Mir-Hasan Khan (میر حسن خان تالشی; b. 1784 Lankaran – July 12, 1832 Tehran) was the last khan of the Talysh Khanate from 1813 to 1829. He was the son and successor of Mir-Mostafa Khan.

== Origin ==
He was born in the city of Lankaran, whose ancestry goes back to Zaid bin Ali. His grandfather Jamal al-Din Khan is one of the commanders of Nader shah, who established the semi-independent government of Talysh Khanate in 1747 after the death of shah.

== History ==

=== Rule ===
After the death of previous khan in 1814, the Russians inevitably recognized the rule of his eldest son Mir-Hasan Khan, but he contrary to his father's method opposed the expansionist goals of the Russians. In 1821, tsar Alexander awarded him the military rank of colonel general. One of the historians of that time, Seyid-Аli wrote about this in his work “Javahirnamei-Lenkoran”: “After the death of Mir-Mostafa Khan, the leaders of His Majesty the Russian tsar entrusted the administration of the Talysh khanate to Mir-Hasan Khan... He was given the rank of colonel.

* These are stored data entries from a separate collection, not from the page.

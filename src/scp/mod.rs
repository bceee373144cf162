//! C-STORE Adapter (`spec.md` §4.1, §6 "DICOM SCP").
//!
//! Accepts associations, answers C-ECHO, and for each C-STORE parses the
//! inbound PDV stream into a dataset, attaches file-meta, and hands it to
//! `StorageManager::save_temp_dicom_object` followed by `process_image`,
//! then maps the outcome to a DICOM status code. Grounded in the
//! accept-loop and PDU-handling shape previously carried in
//! `storescp/mod.rs::run` and `storescp/store_async.rs::run_store_async` —
//! the per-study sleep-task completion detection from that source is
//! intentionally not carried over; quiescence detection belongs to
//! [`crate::completion::CompletionTracker`] instead.

mod sop_classes;

use std::sync::Arc;

use dicom_core::{dicom_value, DataElement, VR};
use dicom_dictionary_std::tags;
use dicom_encoding::transfer_syntax::TransferSyntaxIndex;
use dicom_object::{FileMetaTableBuilder, InMemDicomObject, StandardDataDictionary};
use dicom_transfer_syntax_registry::TransferSyntaxRegistry;
use dicom_ul::{
    association::ServerAssociationOptions,
    pdu::{PDataValue, PDataValueType},
    Pdu,
};
use snafu::{OptionExt, Report, ResultExt, Whatever};
use tokio::net::{TcpListener, TcpStream};
use tracing::{debug, error, info, warn};
use uuid::Uuid;

use crate::config::DicomServerConfig;
use crate::storage::StorageManager;

/// Minimum SOP classes advertised besides Verification (`spec.md` §4.1).
const DEFAULT_STORAGE_SOP_CLASSES: &[&str] = &[
    dicom_dictionary_std::uids::CT_IMAGE_STORAGE,
    dicom_dictionary_std::uids::MR_IMAGE_STORAGE,
    dicom_dictionary_std::uids::SECONDARY_CAPTURE_IMAGE_STORAGE,
];

const STATUS_SUCCESS: u16 = 0x0000;
const STATUS_PROCESSING_FAILURE: u16 = 0xC000;
const STATUS_OUT_OF_RESOURCES: u16 = 0x0106;

pub struct ScpServer {
    storage: Arc<StorageManager>,
    ip: String,
    port: u16,
    ae_title: String,
    abstract_syntaxes: Vec<String>,
}

impl ScpServer {
    pub fn new(storage: Arc<StorageManager>, config: &DicomServerConfig) -> Self {
        let mut abstract_syntaxes: Vec<String> = vec![dicom_dictionary_std::uids::VERIFICATION.to_string()];
        abstract_syntaxes.extend(DEFAULT_STORAGE_SOP_CLASSES.iter().map(|s| s.to_string()));
        for name in &config.sop_classes {
            if let Some(uid) = sop_classes::map_sop_class_name(name) {
                abstract_syntaxes.push(uid.to_string());
            } else {
                abstract_syntaxes.push(name.clone());
            }
        }
        abstract_syntaxes.sort();
        abstract_syntaxes.dedup();

        ScpServer {
            storage,
            ip: config.ip.clone(),
            port: config.port,
            ae_title: config.ae_title.clone(),
            abstract_syntaxes,
        }
    }

    pub async fn run(&self, mut shutdown: tokio::sync::watch::Receiver<bool>) -> std::io::Result<()> {
        let listener = TcpListener::bind((self.ip.as_str(), self.port)).await?;
        info!(ip = %self.ip, port = self.port, ae_title = %self.ae_title, "DICOM SCP listening");

        loop {
            tokio::select! {
                _ = shutdown.changed() => {
                    if *shutdown.borrow() {
                        info!("DICOM SCP shutting down");
                        break;
                    }
                }
                accepted = listener.accept() => {
                    let (socket, peer) = match accepted {
                        Ok(pair) => pair,
                        Err(error) => {
                            warn!(%error, "failed to accept connection");
                            continue;
                        }
                    };
                    let storage = self.storage.clone();
                    let ae_title = self.ae_title.clone();
                    let abstract_syntaxes = self.abstract_syntaxes.clone();
                    let mut conn_shutdown = shutdown.clone();
                    tokio::spawn(async move {
                        tokio::select! {
                            _ = conn_shutdown.changed() => {
                                debug!(%peer, "dropping connection for shutdown");
                            }
                            result = handle_association(socket, storage, ae_title, abstract_syntaxes) => {
                                if let Err(error) = result {
                                    warn!(%peer, "{}", Report::from_error(error));
                                }
                            }
                        }
                    });
                }
            }
        }
        Ok(())
    }
}

async fn handle_association(
    stream: TcpStream,
    storage: Arc<StorageManager>,
    ae_title: String,
    abstract_syntaxes: Vec<String>,
) -> Result<(), Whatever> {
    let mut options = ServerAssociationOptions::new()
        .accept_any()
        .ae_title(&ae_title)
        .strict(false)
        .promiscuous(false);

    for uid in &abstract_syntaxes {
        options = options.with_abstract_syntax(uid.clone());
    }
    for ts in TransferSyntaxRegistry.iter() {
        if !ts.is_unsupported() {
            options = options.with_transfer_syntax(ts.uid());
        }
    }

    let mut association = options
        .establish_async(stream)
        .await
        .whatever_context("could not establish association")?;

    info!(client = %association.client_ae_title(), "association established");

    let mut instance_buffer: Vec<u8> = Vec::with_capacity(1024 * 1024);
    let mut message_id: u16 = 1;
    let mut sop_class_uid = String::new();
    let mut sop_instance_uid = String::new();

    loop {
        match association.receive().await {
            Ok(Pdu::PData { data }) => {
                for data_value in data {
                    handle_pdata_value(
                        data_value,
                        &mut instance_buffer,
                        &mut message_id,
                        &mut sop_class_uid,
                        &mut sop_instance_uid,
                        &storage,
                        &mut association,
                    )
                    .await?;
                }
            }
            Ok(Pdu::ReleaseRQ) => {
                association.send(&Pdu::ReleaseRP).await.unwrap_or_else(|error| {
                    warn!("failed to send release response: {}", Report::from_error(error));
                });
                info!(client = %association.client_ae_title(), "association released");
                break;
            }
            Ok(Pdu::AbortRQ { source }) => {
                warn!("association aborted by peer: {:?}", source);
                break;
            }
            Ok(_) => {}
            Err(error) => {
                debug!("{}", Report::from_error(error));
                break;
            }
        }
    }

    Ok(())
}

async fn handle_pdata_value(
    mut data_value: PDataValue,
    instance_buffer: &mut Vec<u8>,
    message_id: &mut u16,
    sop_class_uid: &mut String,
    sop_instance_uid: &mut String,
    storage: &Arc<StorageManager>,
    association: &mut dicom_ul::association::ServerAssociation<TcpStream>,
) -> Result<(), Whatever> {
    if data_value.value_type == PDataValueType::Data && !data_value.is_last {
        instance_buffer.append(&mut data_value.data);
        return Ok(());
    }

    if data_value.value_type == PDataValueType::Command && data_value.is_last {
        let implicit_vr_le = dicom_transfer_syntax_registry::entries::IMPLICIT_VR_LITTLE_ENDIAN.erased();
        let command = InMemDicomObject::read_dataset_with_ts(data_value.data.as_slice(), &implicit_vr_le)
            .whatever_context("failed to read incoming DIMSE command")?;

        let command_field = command
            .element(tags::COMMAND_FIELD)
            .whatever_context("missing Command Field")?
            .uint16()
            .whatever_context("Command Field is not an integer")?;

        if command_field == 0x0030 {
            // C-ECHO-RQ: always succeeds (`spec.md` §4.1).
            let response = dimse_response(*message_id, 0x8030, STATUS_SUCCESS, None, None);
            send_command(association, &response, data_value.presentation_context_id).await?;
            return Ok(());
        }

        *message_id = command
            .element(tags::MESSAGE_ID)
            .whatever_context("missing Message ID")?
            .to_int()
            .whatever_context("Message ID is not an integer")?;
        *sop_class_uid = command
            .element(tags::AFFECTED_SOP_CLASS_UID)
            .whatever_context("missing Affected SOP Class UID")?
            .to_str()
            .whatever_context("could not read Affected SOP Class UID")?
            .trim_end_matches('\0')
            .to_string();
        *sop_instance_uid = command
            .element(tags::AFFECTED_SOP_INSTANCE_UID)
            .whatever_context("missing Affected SOP Instance UID")?
            .to_str()
            .whatever_context("could not read Affected SOP Instance UID")?
            .trim_end_matches('\0')
            .to_string();
        instance_buffer.clear();
        return Ok(());
    }

    if data_value.value_type == PDataValueType::Data && data_value.is_last {
        instance_buffer.append(&mut data_value.data);

        let presentation_context = association
            .presentation_contexts()
            .iter()
            .find(|pc| pc.id == data_value.presentation_context_id)
            .whatever_context("missing presentation context for dataset PDV")?;
        let transfer_syntax_uid = presentation_context.transfer_syntax.clone();

        let status = ingest_instance(
            storage,
            instance_buffer,
            &transfer_syntax_uid,
            sop_class_uid,
            sop_instance_uid,
        );
        instance_buffer.clear();

        let implicit_vr_le = dicom_transfer_syntax_registry::entries::IMPLICIT_VR_LITTLE_ENDIAN.erased();
        let response = dimse_response(
            *message_id,
            0x8001,
            status,
            Some(sop_class_uid.as_str()),
            Some(sop_instance_uid.as_str()),
        );
        let mut response_bytes = Vec::new();
        response
            .write_dataset_with_ts(&mut response_bytes, &implicit_vr_le)
            .whatever_context("could not encode C-STORE response")?;

        let pdu_response = Pdu::PData {
            data: vec![PDataValue {
                presentation_context_id: data_value.presentation_context_id,
                value_type: PDataValueType::Command,
                is_last: true,
                data: response_bytes,
            }],
        };
        association
            .send(&pdu_response)
            .await
            .whatever_context("failed to send C-STORE response")?;
    }

    Ok(())
}

/// Parses the dataset, serialises it with file-meta attached, and runs it
/// through `StorageManager`; returns the DICOM status to report back
/// (`spec.md` §4.1).
fn ingest_instance(
    storage: &Arc<StorageManager>,
    dataset_bytes: &[u8],
    transfer_syntax_uid: &str,
    sop_class_uid: &str,
    sop_instance_uid: &str,
) -> u16 {
    let Some(ts) = TransferSyntaxRegistry.get(transfer_syntax_uid) else {
        error!(transfer_syntax_uid, "unsupported transfer syntax");
        return STATUS_PROCESSING_FAILURE;
    };

    let dataset = match InMemDicomObject::read_dataset_with_ts(dataset_bytes, ts) {
        Ok(dataset) => dataset,
        Err(error) => {
            error!(%error, "could not parse incoming dataset");
            return STATUS_PROCESSING_FAILURE;
        }
    };

    let meta = match FileMetaTableBuilder::new()
        .media_storage_sop_class_uid(sop_class_uid)
        .media_storage_sop_instance_uid(sop_instance_uid)
        .transfer_syntax(transfer_syntax_uid)
        .build()
    {
        Ok(meta) => meta,
        Err(error) => {
            error!(%error, "could not build file-meta information");
            return STATUS_PROCESSING_FAILURE;
        }
    };

    let file_obj = dataset.with_exact_meta(meta);
    let id = Uuid::new_v4();
    let temp_path = match storage.save_temp_dicom_object(&file_obj, id) {
        Ok(path) => path,
        Err(error) => {
            error!(%error, "could not write temp image");
            return STATUS_OUT_OF_RESOURCES;
        }
    };

    storage.process_image(&temp_path, id);
    STATUS_SUCCESS
}

async fn send_command(
    association: &mut dicom_ul::association::ServerAssociation<TcpStream>,
    command: &InMemDicomObject<StandardDataDictionary>,
    presentation_context_id: u8,
) -> Result<(), Whatever> {
    let implicit_vr_le = dicom_transfer_syntax_registry::entries::IMPLICIT_VR_LITTLE_ENDIAN.erased();
    let mut data = Vec::new();
    command
        .write_dataset_with_ts(&mut data, &implicit_vr_le)
        .whatever_context("could not encode DIMSE response")?;
    let pdu = Pdu::PData {
        data: vec![PDataValue {
            presentation_context_id,
            value_type: PDataValueType::Command,
            is_last: true,
            data,
        }],
    };
    association
        .send(&pdu)
        .await
        .whatever_context("failed to send DIMSE response")
}

fn dimse_response(
    message_id: u16,
    command_field: u16,
    status: u16,
    sop_class_uid: Option<&str>,
    sop_instance_uid: Option<&str>,
) -> InMemDicomObject<StandardDataDictionary> {
    let mut elements = vec![
        DataElement::new(tags::COMMAND_FIELD, VR::US, dicom_value!(U16, [command_field])),
        DataElement::new(
            tags::MESSAGE_ID_BEING_RESPONDED_TO,
            VR::US,
            dicom_value!(U16, [message_id]),
        ),
        DataElement::new(tags::COMMAND_DATA_SET_TYPE, VR::US, dicom_value!(U16, [0x0101])),
        DataElement::new(tags::STATUS, VR::US, dicom_value!(U16, [status])),
    ];
    if let Some(sop_class_uid) = sop_class_uid {
        elements.push(DataElement::new(
            tags::AFFECTED_SOP_CLASS_UID,
            VR::UI,
            dicom_value!(Str, sop_class_uid.to_string()),
        ));
    }
    if let Some(sop_instance_uid) = sop_instance_uid {
        elements.push(DataElement::new(
            tags::AFFECTED_SOP_INSTANCE_UID,
            VR::UI,
            dicom_value!(Str, sop_instance_uid.to_string()),
        ));
    }
    InMemDicomObject::command_from_element_iter(elements)
}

However, due to conflicting subordination the brothers and sisters of Mir-Hasan Khan were outraged, they did not like this step and even his mother Fakhrul-Nisa Khanum was outraged by this appointment of the Russian Empire and her son Mir-Hasan Khan opposed this.

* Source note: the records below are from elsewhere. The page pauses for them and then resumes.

//! Binary entry point: loads configuration, wires the DICOM SCP, completion
//! tracker and dashboard together behind one shutdown signal, and runs them
//! until Ctrl-C or SIGTERM (`spec.md` §5 "Cancellation & shutdown").
//!
//! CLI shape grounded in `examples/cplatt-iso-rust-dicom/src/receiver/main.rs`
//! (`clap::Parser`, `tracing_subscriber::fmt`), adapted to this repo's `snafu`
//! error style and YAML-file configuration rather than flag-only config.

use std::path::PathBuf;
use std::sync::Arc;
use std::time::Duration;

use clap::Parser;
use snafu::{Report, ResultExt, Snafu};
use tracing::info;

use pixieveil::completion::CompletionTracker;
use pixieveil::config::Settings;
use pixieveil::dashboard::Dashboard;
use pixieveil::scp::ScpServer;
use pixieveil::storage::StorageManager;
use pixieveil::uploader::Uploader;

#[derive(Parser)]
#[command(name = "pixieveil")]
#[command(about = "Always-on DICOM ingestion, anonymisation and archival service")]
struct Args {
    /// Path to the YAML configuration file.
    #[arg(short, long)]
    config: Option<PathBuf>,
}

#[derive(Debug, Snafu)]
enum Error {
    #[snafu(display("could not load configuration: {source}"))]
    Config { source: pixieveil::config::Error },
    #[snafu(display("DICOM SCP failed: {source}"))]
    Scp { source: std::io::Error },
}

type Result<T, E = Error> = std::result::Result<T, E>;

#[tokio::main]
async fn main() {
    if let Err(error) = run().await {
        eprintln!("{}", Report::from_error(error));
        std::process::exit(1);
    }
}

async fn run() -> Result<()> {
    let args = Args::parse();
    let settings = Settings::load(args.config.as_deref()).context(ConfigSnafu)?;

    let env_filter = tracing_subscriber::EnvFilter::try_from_default_env()
        .unwrap_or_else(|_| tracing_subscriber::EnvFilter::new(settings.logging.level.as_str()));
    tracing_subscriber::fmt().with_env_filter(env_filter).init();

    info!("starting pixieveil");

    let storage = Arc::new(StorageManager::new(&settings));
    let uploader = Uploader::new(&settings.storage().remote_storage);
    let tracker = CompletionTracker::new(
        storage.clone(),
        uploader,
        Duration::from_secs(settings.study.completion_timeout),
        Duration::from_secs(settings.study.completion_check_interval),
    );
    let scp = ScpServer::new(storage.clone(), &settings.dicom_server);

    let (shutdown_tx, shutdown_rx) = tokio::sync::watch::channel(false);

    let tracker_shutdown = shutdown_rx.clone();
    let tracker_handle = tokio::spawn(async move { tracker.run(tracker_shutdown).await });

    let dashboard_handle = settings.http_server.as_ref().map(|http| {
        let dashboard = Dashboard::new(storage.clone(), http.ip.clone(), http.port);
        let dashboard_shutdown = shutdown_rx.clone();
        tokio::spawn(async move { dashboard.run(dashboard_shutdown).await })
    });

    let scp_shutdown = shutdown_rx.clone();
    let scp_handle = tokio::spawn(async move { scp.run(scp_shutdown).await });

    wait_for_shutdown_signal().await;
    info!("shutdown signal received");
    let _ = shutdown_tx.send(true);

    let _ = tracker_handle.await;
    if let Some(handle) = dashboard_handle {
        let _ = handle.await;
    }
    scp_handle.await.expect("SCP task panicked").context(ScpSnafu)?;

    info!("pixieveil stopped");
    Ok(())
}

/// Waits for Ctrl-C or, on Unix, SIGTERM — whichever comes first.
#[cfg(unix)]
async fn wait_for_shutdown_signal() {
    use tokio::signal::unix::{signal, SignalKind};

    let mut terminate = signal(SignalKind::terminate()).expect("failed to install SIGTERM handler");
    tokio::select! {
        _ = tokio::signal::ctrl_c() => {}
        _ = terminate.recv() => {}
    }
}

#[cfg(not(unix))]
async fn wait_for_shutdown_signal() {
    let _ = tokio::signal::ctrl_c().await;
}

In particular, the predatory policy against Mir Hasan Khan was led by Major M. С. Ilinsky. He secretly killed people loyal to the khan. This major, who was the commander of the Caspian naval battalion (660 people) and 50 Cossack horsemen forced the khan to flee to Iran. However, soon Ilyinsky was exiled from Talysh to the Telavi region of Georgia for causing harm to the locals.

On July 25, 1826, Mir-Hasan Khan with local fighters who raised an uprising and several thousand Qajar soldiers entered into battle with the Russian garrison located in Lankaran. After six days of fighting major Ilyinsky retreated to the island of Sara, leaving the rebels "not a fortress, but its ruins." Thus, the Russian military administration in the Talysh Khanate was overthrown.

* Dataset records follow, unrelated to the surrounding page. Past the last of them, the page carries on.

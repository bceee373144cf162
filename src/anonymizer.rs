//! The Anonymiser (`spec.md` §4.3).
//!
//! Applies a profile's per-tag actions to a parsed dataset, consults the
//! [`UidRegistry`] for `pseudo` actions, and then applies the rules that hold
//! regardless of profile (private-tag removal, overlay-group removal,
//! `BurnedInAnnotation`, the closed sensitive-tag set).
//!
//! `retain_study_date` suppresses the `Anonymous` action's date-zeroing for
//! `StudyDate`/`StudyTime` specifically, leaving the other `ANONYMOUS`
//! actions (including other date/time fields) untouched.
//!
//! Sequencing and the overall "mask -> delete private -> fix UIDs" shape is
//! grounded in `examples/BirendraRokaha-dcmrig/src/anon.rs`
//! (`anon_each_dcm_file`); the per-element put/remove idiom is grounded in
//! `examples/BirendraRokaha-dcmrig/src/lib.rs` (`mask_tags_with_id`,
//! `delete_private_tags`). UID consistency and the default profile's
//! content are grounded in `examples/original_source/pixieveil/processing/anonymizer.py`,
//! corrected per `SPEC_FULL.md` §4 to route pseudonymisation through the
//! registry instead of generating a fresh UID per call.

use chrono::Local;
use dicom_core::header::Tag;
use dicom_core::{dicom_value, DataElement, DataDictionary, PrimitiveValue, VR};
use dicom_dictionary_std::{tags, StandardDataDictionary};
use dicom_object::InMemDicomObject;
use rand::Rng;
use snafu::Snafu;
use tracing::warn;

use crate::profile::{tags as profile_tags, Action, Profile};
use crate::uid_registry::{Scope, UidRegistry};

#[derive(Debug, Snafu)]
pub enum Error {
    #[snafu(display("could not resolve attribute name '{name}' to a DICOM tag"))]
    UnknownAttribute { name: String },
}

pub type Result<T, E = Error> = std::result::Result<T, E>;

/// Overlay data groups occupy 0x6000, 0x6002, ... 0x601E (`spec.md` §4.3).
const OVERLAY_GROUP_START: u16 = 0x6000;
const OVERLAY_GROUP_END: u16 = 0x601E;

fn scope_for(attribute_name: &str) -> Scope {
    match attribute_name {
        profile_tags::STUDY_INSTANCE_UID => Scope::Study,
        profile_tags::SERIES_INSTANCE_UID => Scope::Series,
        profile_tags::SOP_INSTANCE_UID => Scope::Image,
        profile_tags::FRAME_OF_REFERENCE_UID => Scope::FrameOfReference,
        profile_tags::ACCESSION_NUMBER => Scope::Accession,
        _ => Scope::Image,
    }
}

fn resolve_tag(attribute_name: &str) -> Option<Tag> {
    StandardDataDictionary.parse_tag(attribute_name)
}

/// Applies `profile` to `obj` in place. Consistent with `spec.md` §4.3's
/// failure semantics, a returned `Err` means the whole image must be dropped
/// by the caller; it never leaves `obj` partially anonymised and used.
pub fn anonymize(
    obj: &mut InMemDicomObject,
    profile: &Profile,
    registry: &UidRegistry,
) -> Result<()> {
    if profile.pixel_blackout {
        warn!("PixelBlackout is configured but pixel-level redaction is not implemented (spec §9); ignoring");
    }

    for (name, action) in &profile.actions {
        apply_action(obj, name, *action, registry, profile)?;
    }

    apply_always_rules(obj, profile);

    Ok(())
}

fn apply_action(
    obj: &mut InMemDicomObject,
    attribute_name: &str,
    action: Action,
    registry: &UidRegistry,
    profile: &Profile,
) -> Result<()> {
    let Some(tag) = resolve_tag(attribute_name) else {
        return UnknownAttributeSnafu {
            name: attribute_name.to_string(),
        }
        .fail();
    };

    let Ok(element) = obj.element(tag) else {
        // Tag absent from this dataset: nothing to act on.
        return Ok(());
    };
    let vr = element.header().vr();

    match action {
        Action::Keep => {}
        Action::Random => {
            let original = element.to_str().map(|s| s.to_string()).unwrap_or_default();
            let replacement = random_token(original.len().max(4));
            obj.put(DataElement::new(tag, vr, dicom_value!(Strs, [replacement])));
        }
        Action::Pseudo => {
            let original = element
                .to_str()
                .map(|s| s.trim_end_matches(['\0', ' ']).to_string())
                .unwrap_or_default();
            let scope = scope_for(attribute_name);
            let mut pseudo = registry.get(scope, &original);
            if attribute_name == profile_tags::ACCESSION_NUMBER {
                pseudo.truncate(16);
            }
            obj.put(DataElement::new(tag, vr, dicom_value!(Strs, [pseudo])));
        }
        Action::Anonymous => {
            let retained = profile.retain_study_date
                && matches!(
                    attribute_name,
                    profile_tags::STUDY_DATE | profile_tags::STUDY_TIME
                );
            if !retained {
                let value = anonymous_replacement(attribute_name, vr);
                obj.put(DataElement::new(tag, vr, value));
            }
        }
        Action::Unknown => {
            obj.put(DataElement::new(
                tag,
                vr,
                dicom_value!(Strs, ["UNKNOWN".to_string()]),
            ));
        }
    }

    Ok(())
}

/// `ANONYMOUS` is a literal-string replacement in the general case, but
/// writing the literal text "ANONYMOUS" into a date/time VR would produce an
/// invalid dataset, and the two description fields get fixed, recognisable
/// placeholders per `spec.md` §4.3's "Default profile" prose rather than the
/// generic literal.
fn anonymous_replacement(attribute_name: &str, vr: VR) -> PrimitiveValue {
    let now = Local::now();
    match vr {
        VR::DA => dicom_value!(Strs, [now.format("%Y%m%d").to_string()]),
        VR::TM => dicom_value!(Strs, [now.format("%H%M%S").to_string()]),
        VR::DT => dicom_value!(Strs, [now.format("%Y%m%d%H%M%S").to_string()]),
        _ => match attribute_name {
            profile_tags::STUDY_DESCRIPTION => dicom_value!(Strs, ["Anonymized Study".to_string()]),
            profile_tags::SERIES_DESCRIPTION => {
                dicom_value!(Strs, ["Anonymized Series".to_string()])
            }
            _ => dicom_value!(Strs, ["ANONYMOUS".to_string()]),
        },
    }
}

fn random_token(len: usize) -> String {
    const ALPHABET: &[u8] = b"ABCDEFGHIJKLMNOPQRSTUVWXYZ0123456789";
    let mut rng = rand::thread_rng();
    (0..len.max(1))
        .map(|_| ALPHABET[rng.gen_range(0..ALPHABET.len())] as char)
        .collect()
}

fn apply_always_rules(obj: &mut InMemDicomObject, profile: &Profile) {
    if !profile.keep_private_tags {
        remove_private_tags(obj);
    }
    remove_overlay_groups(obj);

    obj.put(DataElement::new(
        tags::BURNED_IN_ANNOTATION,
        VR::CS,
        dicom_value!(Strs, ["NO".to_string()]),
    ));

    for tag in sensitive_tag_set() {
        obj.remove_element(tag);
    }
}

fn sensitive_tag_set() -> [Tag; 6] {
    [
        tags::OTHER_PATIENT_IDS_SEQUENCE,
        tags::PATIENT_TELEPHONE_NUMBERS,
        tags::MILITARY_RANK,
        tags::REQUEST_ATTRIBUTES_SEQUENCE,
        tags::CLINICAL_TRIAL_SPONSOR_NAME,
        tags::CLINICAL_TRIAL_PROTOCOL_ID,
    ]
}

/// Removes every private (odd group number) element, including nested inside
/// sequences, matching `examples/BirendraRokaha-dcmrig/src/lib.rs::delete_private_tags`.
fn remove_private_tags(obj: &mut InMemDicomObject) {
    fn is_private(tag: Tag) -> bool {
        tag.group() % 2 == 1
    }

    fn collect(obj: &InMemDicomObject, out: &mut Vec<Tag>) {
        for element in obj {
            let tag = element.tag();
            if is_private(tag) {
                out.push(tag);
                continue;
            }
            if element.vr() == VR::SQ {
                if let Some(items) = element.items() {
                    for item in items {
                        collect(item, out);
                    }
                }
            }
        }
    }

    let mut private_tags = Vec::new();
    collect(obj, &mut private_tags);
    for tag in private_tags {
        obj.remove_element(tag);
    }
}

fn remove_overlay_groups(obj: &mut InMemDicomObject) {
    let mut overlay_tags = Vec::new();
    for element in &*obj {
        let group = element.tag().group();
        if group >= OVERLAY_GROUP_START && group <= OVERLAY_GROUP_END && group % 2 == 0 {
            overlay_tags.push(element.tag());
        }
    }
    for tag in overlay_tags {
        obj.remove_element(tag);
    }
}

#[cfg(test)]
mod tests {
    use super::*;
    use dicom_core::header::Tag;

    fn sample_object() -> InMemDicomObject {
        let mut obj = InMemDicomObject::new_empty();
        obj.put(DataElement::new(
            tags::STUDY_INSTANCE_UID,
            VR::UI,
            dicom_value!(Strs, ["1.2.3.4".to_string()]),
        ));
        obj.put(DataElement::new(
            tags::PATIENT_NAME,
            VR::PN,
            dicom_value!(Strs, ["Doe^Jane".to_string()]),
        ));
        obj
    }

    #[test]
    fn pseudo_action_is_consistent_across_two_objects() {
        let registry = UidRegistry::new();
        let profile = Profile::default_profile();

        let mut a = sample_object();
        let mut b = sample_object();
        anonymize(&mut a, &profile, &registry).unwrap();
        anonymize(&mut b, &profile, &registry).unwrap();

        let ua = a
            .element(tags::STUDY_INSTANCE_UID)
            .unwrap()
            .to_str()
            .unwrap()
            .to_string();
        let ub = b
            .element(tags::STUDY_INSTANCE_UID)
            .unwrap()
            .to_str()
            .unwrap()
            .to_string();
        assert_eq!(ua, ub);
        assert_ne!(ua, "1.2.3.4");
    }

    #[test]
    fn anonymous_action_blanks_patient_name() {
        let registry = UidRegistry::new();
        let profile = Profile::default_profile();
        let mut obj = sample_object();
        anonymize(&mut obj, &profile, &registry).unwrap();
        let name = obj.element(tags::PATIENT_NAME).unwrap().to_str().unwrap();
        assert_eq!(name, "ANONYMOUS");
    }

    #[test]
    fn burned_in_annotation_is_always_no() {
        let registry = UidRegistry::new();
        let profile = Profile::default_profile();
        let mut obj = sample_object();
        anonymize(&mut obj, &profile, &registry).unwrap();
        let value = obj
            .element(tags::BURNED_IN_ANNOTATION)
            .unwrap()
            .to_str()
            .unwrap();
        assert_eq!(value, "NO");
    }

    #[test]
    fn private_tags_are_removed_unless_kept() {
        let registry = UidRegistry::new();
        let mut profile = Profile::default_profile();
        let mut obj = sample_object();
        obj.put(DataElement::new(
            Tag(0x0009, 0x0010),
            VR::LO,
            dicom_value!(Strs, ["secret".to_string()]),
        ));
        anonymize(&mut obj, &profile, &registry).unwrap();
        assert!(obj.element(Tag(0x0009, 0x0010)).is_err());

        profile.keep_private_tags = true;
        let mut obj2 = sample_object();
        obj2.put(DataElement::new(
            Tag(0x0009, 0x0010),
            VR::LO,
            dicom_value!(Strs, ["secret".to_string()]),
        ));
        anonymize(&mut obj2, &profile, &registry).unwrap();
        assert!(obj2.element(Tag(0x0009, 0x0010)).is_ok());
    }

    #[test]
    fn retain_study_date_keeps_the_original_study_date_and_time() {
        let registry = UidRegistry::new();
        let mut profile = Profile::default_profile();
        profile.retain_study_date = true;

        let mut obj = sample_object();
        obj.put(DataElement::new(
            tags::STUDY_DATE,
            VR::DA,
            dicom_value!(Strs, ["20200101".to_string()]),
        ));
        obj.put(DataElement::new(
            tags::STUDY_TIME,
            VR::TM,
            dicom_value!(Strs, ["120000".to_string()]),
        ));
        anonymize(&mut obj, &profile, &registry).unwrap();

        let date = obj.element(tags::STUDY_DATE).unwrap().to_str().unwrap();
        let time = obj.element(tags::STUDY_TIME).unwrap().to_str().unwrap();
        assert_eq!(date, "20200101");
        assert_eq!(time, "120000");
    }

    #[test]
    fn without_retain_study_date_the_study_date_is_blanked_to_today() {
        let registry = UidRegistry::new();
        let profile = Profile::default_profile();

        let mut obj = sample_object();
        obj.put(DataElement::new(
            tags::STUDY_DATE,
            VR::DA,
            dicom_value!(Strs, ["20200101".to_string()]),
        ));
        anonymize(&mut obj, &profile, &registry).unwrap();

        let date = obj.element(tags::STUDY_DATE).unwrap().to_str().unwrap();
        assert_ne!(date, "20200101");
    }
}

=== Abolition of the khanate and the uprising ===
In 1826, the Talysh Khanate was again captured by Russia. This time, Mir Hasan Khan was declared a traitor, and the khanate was abolished. According to article 4 of the Treaty of Turkmenchay of 1828, the lands of the Talysh khanate were to be transferred to Russia. Mirza Yusuf Nersesov also writes about Hassan Khan's resistance to the Russian government.

Representatives of the upper class were removed from administrative work, and measures were taken to undermine the authority of religious leaders among the population. The amount of taxes collected from the peasants was doubled or tripled. Hatred of the Russian authorities grew among the majority of the population and they sent a letter to Iran and called on Mir-Hasan Khan in Lankaran to lead the movement against the Russians. In 1831, with the arrival of Mir-Hasan Khan in Lankaran many districts of the province were in revolt. The government sent Russian troops stationed in the cities of Shamakhi, Shaki and Derbent against the rebels. At the beginning of April 1831 the uprising was crushed. Khan again went to the homeland of the Qajars. Some rebel families were forced to move to Iran to escape punishment too.

After the assassination of Alexander Griboyedov on February 11, 1829, Mir-Hasan Khan took the opportunity and tried to take the region out of Russian control being in Northern Talysh, but he was arrested and handed over to Bala-khan (ruler of Kerganrud), and then to Djahangir Mirza (ruler of Ardabil) and imprisoned in the fort of Namin by order of Abbas Mirza. After enduring several months of imprisonment he again fled to Northern Talysh and tried several times to capture this area, when he was attacked by Russian troops, then he entered Southern Talish and fled to Anzali and from there to Mazandaran to the son of Fath-Ali Shah Qajar.

=== Death ===
At the end of 1831, Mir-Hasan Khan was in the province of Mazandaran. The son of Fath-Ali shah, Zillisultan Ali Mirza, ruled there. It is written in "Akhbarname": "He (i.e. Ali Mirza) urgently reported the arrival of Mir-Hasan Khan to Fath-Ali shah in Tehran. Fath-Ali shah was afraid and the prince sent him to Tehran. Mir-Hasan Khan was poisoned and killed there. This event took place on July 30, 1832".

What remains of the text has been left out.